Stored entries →
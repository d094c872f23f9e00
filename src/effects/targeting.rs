//! Effect targets.
//!
//! Targets travel as strings: `f-<row>-<slot>` addresses a field slot,
//! anything else names a player.

use std::str::FromStr;

use serde::{Deserialize, Serialize};

use crate::core::error::EngineError;
use crate::core::player::PlayerId;

/// A parsed effect target.
#[derive(Clone, Debug, PartialEq, Eq, Hash, Serialize, Deserialize)]
#[serde(try_from = "String", into = "String")]
pub enum TargetRef {
    Player(PlayerId),
    Field { row: usize, slot: usize },
}

impl TargetRef {
    const FIELD_PREFIX: &'static str = "f-";

    #[must_use]
    pub fn field(row: usize, slot: usize) -> Self {
        TargetRef::Field { row, slot }
    }

    /// Whether `raw` uses the field notation, without validating it.
    #[must_use]
    pub fn is_field_notation(raw: &str) -> bool {
        raw.starts_with(Self::FIELD_PREFIX)
    }
}

impl FromStr for TargetRef {
    type Err = EngineError;

    fn from_str(raw: &str) -> Result<Self, Self::Err> {
        let Some(position) = raw.strip_prefix(Self::FIELD_PREFIX) else {
            if raw.is_empty() {
                return Err(EngineError::InvalidTarget(raw.to_string()));
            }
            return Ok(TargetRef::Player(PlayerId::new(raw)));
        };

        let invalid = || EngineError::InvalidTarget(raw.to_string());
        let (row, slot) = position.split_once('-').ok_or_else(invalid)?;
        Ok(TargetRef::Field {
            row: row.parse().map_err(|_| invalid())?,
            slot: slot.parse().map_err(|_| invalid())?,
        })
    }
}

impl TryFrom<String> for TargetRef {
    type Error = EngineError;

    fn try_from(raw: String) -> Result<Self, Self::Error> {
        raw.parse()
    }
}

impl From<TargetRef> for String {
    fn from(target: TargetRef) -> Self {
        target.to_string()
    }
}

impl std::fmt::Display for TargetRef {
    fn fmt(&self, f: &mut std::fmt::Formatter<'_>) -> std::fmt::Result {
        match self {
            TargetRef::Player(id) => write!(f, "{}", id),
            TargetRef::Field { row, slot } => write!(f, "f-{}-{}", row, slot),
        }
    }
}

#[cfg(test)]
mod tests {
    use super::*;

    #[test]
    fn test_parse_field() {
        assert_eq!("f-0-2".parse::<TargetRef>().unwrap(), TargetRef::field(0, 2));
        assert_eq!(TargetRef::field(4, 1).to_string(), "f-4-1");
    }

    #[test]
    fn test_parse_player() {
        assert_eq!(
            "bot1".parse::<TargetRef>().unwrap(),
            TargetRef::Player(PlayerId::new("bot1"))
        );
    }

    #[test]
    fn test_parse_malformed_field() {
        for raw in ["f-", "f-1", "f-a-2", "f-1-2-3", "f--1-0", ""] {
            assert!(
                matches!(raw.parse::<TargetRef>(), Err(EngineError::InvalidTarget(_))),
                "{raw} should be rejected"
            );
        }
    }

    #[test]
    fn test_serde_as_string() {
        let json = serde_json::to_string(&TargetRef::field(1, 0)).unwrap();
        assert_eq!(json, "\"f-1-0\"");
        let back: TargetRef = serde_json::from_str(&json).unwrap();
        assert_eq!(back, TargetRef::field(1, 0));
    }
}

WHAT YOU ARE ASKED TO DO → Collect every line with the string "write" from the records, and copy each.

ANSWER →
            TargetRef::Player(id) => write!(f, "{}", id),
            TargetRef::Field { row, slot } => write!(f, "f-{}-{}", row, slot),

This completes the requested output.